Predictions of In-Cylinder Tumble Flow and Combustion in SI Engines with a Quasi-Dimensional Model

Tumble flow has been recognized as an important and positive enhancement of combustion for SI engines. Tumble flow modeling with quasi-dimensional models is difficult because of the transient nature of tumble vortex, compared with swirl flows. Although multi-dimensional models have obtained plenty of attention recently in engine research, quasi-dimensional SI engine models will continue to dominate industrial applications in the near future. In the present research, a bulk flow model has been developed for tumble flows based on angular momentum conservation.

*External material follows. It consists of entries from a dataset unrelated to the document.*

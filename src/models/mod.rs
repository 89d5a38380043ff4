//! Core data model for the stop-limit lifecycle coordinator.
//!
//! Every type here is identified by a natural key (`symbol`, or
//! `broker_order_id` for orders) rather than a synthetic id, matching the
//! way the broker and durable store both key their own records.

mod order;
mod position;
mod stop_limit;
mod tracker;

pub use order::{is_fallback_eligible_type, Order, OrderSide, OrderSource, OrderStatus};
pub use position::Position;
pub use stop_limit::{echo_payload, EntryState, StopLimitRepositoryEntry};
pub use tracker::{TrackerConfig, TrackerGroup, TrackerProgress, TrackerStep};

Its effect on turbulence was then modeled using a Two-Equation Model (k-ε Model). A methodology has also been developed to use particle tracking velocimetry (PTV) measurement to calibrate the quasi-dimensional bulk flow model at engine BDC to model tumble vortex and tumble-generated turbulence. The Entrainment Combustion Model was used for combustion modeling. A 1.6L 14 4-valve and a 6.8L V 10 3-valve research engines were used for model validation. Results showed that the model can predict early burn duration to within 1-2 CA of experimental data, which is considered good for engine codes. Engine analysis with the model also suggested that the effect of tumble on combustion rate is not linear. The methodology developed in the present research is a powerful and efficient tool for up-front engine analysis and development.